━━━━━ INPUT MATERIAL ━━━━━
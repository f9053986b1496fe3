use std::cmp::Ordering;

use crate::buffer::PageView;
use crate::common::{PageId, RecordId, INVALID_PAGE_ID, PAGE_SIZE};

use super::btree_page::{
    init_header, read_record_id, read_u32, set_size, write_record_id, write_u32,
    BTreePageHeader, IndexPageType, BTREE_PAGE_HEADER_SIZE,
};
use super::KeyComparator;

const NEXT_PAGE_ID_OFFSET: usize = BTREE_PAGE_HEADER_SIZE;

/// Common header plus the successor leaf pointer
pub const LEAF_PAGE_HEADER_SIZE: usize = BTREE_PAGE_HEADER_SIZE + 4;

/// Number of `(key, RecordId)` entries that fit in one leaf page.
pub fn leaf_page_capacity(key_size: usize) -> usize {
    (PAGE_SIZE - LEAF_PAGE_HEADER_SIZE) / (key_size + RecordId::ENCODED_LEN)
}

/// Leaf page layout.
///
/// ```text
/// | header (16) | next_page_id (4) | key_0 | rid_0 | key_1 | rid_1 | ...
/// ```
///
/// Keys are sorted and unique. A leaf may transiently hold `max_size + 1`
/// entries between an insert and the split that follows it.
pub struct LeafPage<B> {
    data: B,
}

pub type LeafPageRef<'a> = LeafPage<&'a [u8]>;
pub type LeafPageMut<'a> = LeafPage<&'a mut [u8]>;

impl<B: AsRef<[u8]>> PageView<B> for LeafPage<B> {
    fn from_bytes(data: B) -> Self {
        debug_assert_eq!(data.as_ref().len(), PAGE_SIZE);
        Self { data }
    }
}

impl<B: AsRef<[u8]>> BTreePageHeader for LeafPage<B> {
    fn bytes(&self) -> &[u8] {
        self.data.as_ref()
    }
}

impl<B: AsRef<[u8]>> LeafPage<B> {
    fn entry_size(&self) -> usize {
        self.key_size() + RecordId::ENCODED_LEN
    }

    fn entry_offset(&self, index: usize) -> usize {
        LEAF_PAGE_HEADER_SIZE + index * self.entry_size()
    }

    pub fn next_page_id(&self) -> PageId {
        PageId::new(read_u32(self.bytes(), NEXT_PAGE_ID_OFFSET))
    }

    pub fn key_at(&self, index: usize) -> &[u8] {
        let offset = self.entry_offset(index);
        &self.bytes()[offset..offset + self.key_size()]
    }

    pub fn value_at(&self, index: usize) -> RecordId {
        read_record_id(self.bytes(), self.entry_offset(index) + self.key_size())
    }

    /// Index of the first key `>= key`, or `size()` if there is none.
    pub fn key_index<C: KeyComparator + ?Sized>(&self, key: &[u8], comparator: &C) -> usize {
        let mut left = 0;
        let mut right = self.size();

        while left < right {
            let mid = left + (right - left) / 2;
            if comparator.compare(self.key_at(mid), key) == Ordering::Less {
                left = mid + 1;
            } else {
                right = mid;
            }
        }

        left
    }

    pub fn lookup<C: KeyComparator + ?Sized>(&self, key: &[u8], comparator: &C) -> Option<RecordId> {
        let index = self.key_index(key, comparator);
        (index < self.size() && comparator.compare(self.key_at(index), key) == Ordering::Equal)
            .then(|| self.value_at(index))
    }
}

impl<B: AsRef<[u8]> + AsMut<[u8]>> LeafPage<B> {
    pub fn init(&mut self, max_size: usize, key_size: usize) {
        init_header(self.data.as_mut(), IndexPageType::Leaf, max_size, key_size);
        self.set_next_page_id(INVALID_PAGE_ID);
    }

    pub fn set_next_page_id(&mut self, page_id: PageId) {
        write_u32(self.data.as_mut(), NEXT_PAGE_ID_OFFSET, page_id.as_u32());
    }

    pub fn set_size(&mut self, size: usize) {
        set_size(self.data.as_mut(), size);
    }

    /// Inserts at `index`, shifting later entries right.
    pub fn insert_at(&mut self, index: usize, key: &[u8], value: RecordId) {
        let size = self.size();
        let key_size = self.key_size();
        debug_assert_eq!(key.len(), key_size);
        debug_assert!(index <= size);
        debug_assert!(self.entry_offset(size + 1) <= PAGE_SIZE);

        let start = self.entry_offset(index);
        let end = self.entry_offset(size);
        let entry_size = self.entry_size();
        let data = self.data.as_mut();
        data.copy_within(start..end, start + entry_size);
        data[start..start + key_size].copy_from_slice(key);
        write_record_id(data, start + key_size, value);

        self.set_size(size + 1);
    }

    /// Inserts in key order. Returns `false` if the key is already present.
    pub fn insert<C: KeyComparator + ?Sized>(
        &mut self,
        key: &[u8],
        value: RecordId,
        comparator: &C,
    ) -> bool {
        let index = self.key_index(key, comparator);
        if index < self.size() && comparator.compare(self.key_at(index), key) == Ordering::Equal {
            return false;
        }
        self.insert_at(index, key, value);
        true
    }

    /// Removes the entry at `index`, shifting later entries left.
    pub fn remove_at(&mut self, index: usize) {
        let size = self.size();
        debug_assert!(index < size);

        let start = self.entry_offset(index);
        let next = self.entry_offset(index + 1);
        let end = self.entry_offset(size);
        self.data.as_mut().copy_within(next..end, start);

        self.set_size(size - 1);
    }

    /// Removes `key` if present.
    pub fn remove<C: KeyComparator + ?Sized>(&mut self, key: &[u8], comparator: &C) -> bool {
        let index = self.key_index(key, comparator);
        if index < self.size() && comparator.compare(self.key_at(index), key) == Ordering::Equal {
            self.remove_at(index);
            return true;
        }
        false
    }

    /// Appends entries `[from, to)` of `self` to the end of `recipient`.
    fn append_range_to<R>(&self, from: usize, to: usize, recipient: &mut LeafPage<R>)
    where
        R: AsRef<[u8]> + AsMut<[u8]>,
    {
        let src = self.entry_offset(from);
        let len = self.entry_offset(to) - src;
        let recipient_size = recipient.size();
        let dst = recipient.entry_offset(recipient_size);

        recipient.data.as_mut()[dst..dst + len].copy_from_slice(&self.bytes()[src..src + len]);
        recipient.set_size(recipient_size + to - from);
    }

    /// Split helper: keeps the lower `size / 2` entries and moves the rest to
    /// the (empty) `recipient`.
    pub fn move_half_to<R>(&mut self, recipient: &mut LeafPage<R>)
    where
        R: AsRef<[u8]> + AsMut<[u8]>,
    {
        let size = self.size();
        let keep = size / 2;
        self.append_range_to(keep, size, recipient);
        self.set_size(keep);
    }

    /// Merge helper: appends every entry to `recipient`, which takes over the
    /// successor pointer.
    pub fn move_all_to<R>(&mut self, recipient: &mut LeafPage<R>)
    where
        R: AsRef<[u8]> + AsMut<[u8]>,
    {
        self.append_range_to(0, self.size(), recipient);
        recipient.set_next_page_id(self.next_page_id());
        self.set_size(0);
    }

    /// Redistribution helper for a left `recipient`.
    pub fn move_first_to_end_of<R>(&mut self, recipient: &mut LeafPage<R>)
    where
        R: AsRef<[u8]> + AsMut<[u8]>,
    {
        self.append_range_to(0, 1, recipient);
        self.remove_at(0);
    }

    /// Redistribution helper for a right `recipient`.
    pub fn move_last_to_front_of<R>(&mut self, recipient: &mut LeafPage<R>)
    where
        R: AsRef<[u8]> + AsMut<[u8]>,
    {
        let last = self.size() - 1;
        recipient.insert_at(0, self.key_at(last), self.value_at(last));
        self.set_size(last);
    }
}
━━━━━
Of all the entries above, how many lines contain "PageId"? Give the number alone.

◆ **ANSWER TO THE EXERCISE**
4